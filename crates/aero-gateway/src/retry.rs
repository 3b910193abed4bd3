//! # Retry Policy
//!
//! Exponential backoff for transient provider faults. Only errors for which
//! `BookingError::is_retryable` holds are retried; everything else is
//! returned on the first failure.

use aero_core::BookingResult;
use std::future::Future;
use std::time::Duration;
use tracing::warn;

/// Attempt budget and backoff curve
#[derive(Debug, Clone, Copy, PartialEq)]
pub struct RetryPolicy {
    /// Total attempts, including the first
    pub max_attempts: u32,
    pub initial_backoff: Duration,
    pub max_backoff: Duration,
    pub backoff_multiplier: f64,
}

impl Default for RetryPolicy {
    fn default() -> Self {
        Self {
            max_attempts: 3,
            initial_backoff: Duration::from_millis(500),
            max_backoff: Duration::from_secs(5),
            backoff_multiplier: 2.0,
        }
    }
}

impl RetryPolicy {
    /// Single attempt, no backoff
    pub fn none() -> Self {
        Self {
            max_attempts: 1,
            ..Self::default()
        }
    }

    pub fn with_max_attempts(mut self, attempts: u32) -> Self {
        self.max_attempts = attempts.max(1);
        self
    }

    pub fn with_initial_backoff(mut self, backoff: Duration) -> Self {
        self.initial_backoff = backoff;
        self
    }

    /// Delay before retry number `retry` (0-based), capped at `max_backoff`
    pub fn backoff(&self, retry: u32) -> Duration {
        let millis = self.initial_backoff.as_millis() as f64 * self.backoff_multiplier.powi(retry as i32);
        let capped = millis.min(self.max_backoff.as_millis() as f64);
        Duration::from_millis(capped as u64)
    }

    /// Run `operation` until it succeeds, fails with a non-retryable error,
    /// or the attempt budget is spent.
    pub async fn retry<T, F, Fut>(&self, operation_name: &str, mut operation: F) -> BookingResult<T>
    where
        F: FnMut() -> Fut,
        Fut: Future<Output = BookingResult<T>>,
    {
        let mut attempt = 1;
        loop {
            match operation().await {
                Ok(value) => return Ok(value),
                Err(e) if e.is_retryable() && attempt < self.max_attempts => {
                    let delay = self.backoff(attempt - 1);
                    warn!(
                        operation = operation_name,
                        attempt,
                        max_attempts = self.max_attempts,
                        delay_ms = delay.as_millis() as u64,
                        error = %e,
                        "Transient provider failure, retrying"
                    );
                    tokio::time::sleep(delay).await;
                    attempt += 1;
                }
                Err(e) => return Err(e),
            }
        }
    }
}

#[cfg(test)]
mod tests {
    use super::*;
    use aero_core::BookingError;
    use std::sync::atomic::{AtomicU32, Ordering};

    #[test]
    fn test_backoff_is_exponential_and_capped() {
        let policy = RetryPolicy::default();
        assert_eq!(policy.backoff(0), Duration::from_millis(500));
        assert_eq!(policy.backoff(1), Duration::from_millis(1000));
        assert_eq!(policy.backoff(2), Duration::from_millis(2000));
        assert_eq!(policy.backoff(10), Duration::from_secs(5));
    }

    #[tokio::test(start_paused = true)]
    async fn test_retries_transient_errors() {
        let calls = AtomicU32::new(0);
        let result = RetryPolicy::default()
            .retry("search", || async {
                let n = calls.fetch_add(1, Ordering::SeqCst);
                if n < 2 {
                    Err(BookingError::Network("reset".to_string()))
                } else {
                    Ok(n)
                }
            })
            .await;

        assert_eq!(result.unwrap(), 2);
        assert_eq!(calls.load(Ordering::SeqCst), 3);
    }

    #[tokio::test(start_paused = true)]
    async fn test_gives_up_after_budget() {
        let calls = AtomicU32::new(0);
        let result: BookingResult<()> = RetryPolicy::default()
            .retry("search", || async {
                calls.fetch_add(1, Ordering::SeqCst);
                Err(BookingError::gateway("ticketing", Some(503), "busy"))
            })
            .await;

        assert!(result.is_err());
        assert_eq!(calls.load(Ordering::SeqCst), 3);
    }

    #[tokio::test(start_paused = true)]
    async fn test_does_not_retry_client_errors() {
        let calls = AtomicU32::new(0);
        let result: BookingResult<()> = RetryPolicy::default()
            .retry("pnr", || async {
                calls.fetch_add(1, Ordering::SeqCst);
                Err(BookingError::gateway("ticketing", Some(400), "bad request"))
            })
            .await;

        assert!(result.is_err());
        assert_eq!(calls.load(Ordering::SeqCst), 1);
    }
}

◇ ◇ ◇ ◇ ◇ ◇ ◇

_What is required_. Give back every entry exactly.

_Answer box_.
filename crates/aero-gateway/src/retry.rs
repository 3b910193abed4bd3
//! # Retry Policy
//!
//! Exponential backoff for transient provider faults. Only errors for which
//! `BookingError::is_retryable` holds are retried; everything else is
//! returned on the first failure.

use aero_core::BookingResult;
use std::future::Future;
use std::time::Duration;
use tracing::warn;

/// Attempt budget and backoff curve
#[derive(Debug, Clone, Copy, PartialEq)]
pub struct RetryPolicy {
    /// Total attempts, including the first
    pub max_attempts: u32,
    pub initial_backoff: Duration,
    pub max_backoff: Duration,
    pub backoff_multiplier: f64,
}

impl Default for RetryPolicy {
    fn default() -> Self {
        Self {
            max_attempts: 3,
            initial_backoff: Duration::from_millis(500),
            max_backoff: Duration::from_secs(5),
            backoff_multiplier: 2.0,
        }
    }
}

impl RetryPolicy {
    /// Single attempt, no backoff
    pub fn none() -> Self {
        Self {
            max_attempts: 1,
            ..Self::default()
        }
    }

    pub fn with_max_attempts(mut self, attempts: u32) -> Self {
        self.max_attempts = attempts.max(1);
        self
    }

    pub fn with_initial_backoff(mut self, backoff: Duration) -> Self {
        self.initial_backoff = backoff;
        self
    }

    /// Delay before retry number `retry` (0-based), capped at `max_backoff`
    pub fn backoff(&self, retry: u32) -> Duration {
        let millis = self.initial_backoff.as_millis() as f64 * self.backoff_multiplier.powi(retry as i32);
        let capped = millis.min(self.max_backoff.as_millis() as f64);
        Duration::from_millis(capped as u64)
    }

    /// Run `operation` until it succeeds, fails with a non-retryable error,
    /// or the attempt budget is spent.
    pub async fn retry<T, F, Fut>(&self, operation_name: &str, mut operation: F) -> BookingResult<T>
    where
        F: FnMut() -> Fut,
        Fut: Future<Output = BookingResult<T>>,
    {
        let mut attempt = 1;
        loop {
            match operation().await {
                Ok(value) => return Ok(value),
                Err(e) if e.is_retryable() && attempt < self.max_attempts => {
                    let delay = self.backoff(attempt - 1);
                    warn!(
                        operation = operation_name,
                        attempt,
                        max_attempts = self.max_attempts,
                        delay_ms = delay.as_millis() as u64,
                        error = %e,
                        "Transient provider failure, retrying"
                    );
                    tokio::time::sleep(delay).await;
                    attempt += 1;
                }
                Err(e) => return Err(e),
            }
        }
    }
}

#[cfg(test)]
mod tests {
    use super::*;
    use aero_core::BookingError;
    use std::sync::atomic::{AtomicU32, Ordering};

    #[test]
    fn test_backoff_is_exponential_and_capped() {
        let policy = RetryPolicy::default();
        assert_eq!(policy.backoff(0), Duration::from_millis(500));
        assert_eq!(policy.backoff(1), Duration::from_millis(1000));
        assert_eq!(policy.backoff(2), Duration::from_millis(2000));
        assert_eq!(policy.backoff(10), Duration::from_secs(5));
    }

    #[tokio::test(start_paused = true)]
    async fn test_retries_transient_errors() {
        let calls = AtomicU32::new(0);
        let result = RetryPolicy::default()
            .retry("search", || async {
                let n = calls.fetch_add(1, Ordering::SeqCst);
                if n < 2 {
                    Err(BookingError::Network("reset".to_string()))
                } else {
                    Ok(n)
                }
            })
            .await;

        assert_eq!(result.unwrap(), 2);
        assert_eq!(calls.load(Ordering::SeqCst), 3);
    }

    #[tokio::test(start_paused = true)]
    async fn test_gives_up_after_budget() {
        let calls = AtomicU32::new(0);
        let result: BookingResult<()> = RetryPolicy::default()
            .retry("search", || async {
                calls.fetch_add(1, Ordering::SeqCst);
                Err(BookingError::gateway("ticketing", Some(503), "busy"))
            })
            .await;

        assert!(result.is_err());
        assert_eq!(calls.load(Ordering::SeqCst), 3);
    }

    #[tokio::test(start_paused = true)]
    async fn test_does_not_retry_client_errors() {
        let calls = AtomicU32::new(0);
        let result: BookingResult<()> = RetryPolicy::default()
            .retry("pnr", || async {
                calls.fetch_add(1, Ordering::SeqCst);
                Err(BookingError::gateway("ticketing", Some(400), "bad request"))
            })
            .await;

        assert!(result.is_err());
        assert_eq!(calls.load(Ordering::SeqCst), 1);
    }
}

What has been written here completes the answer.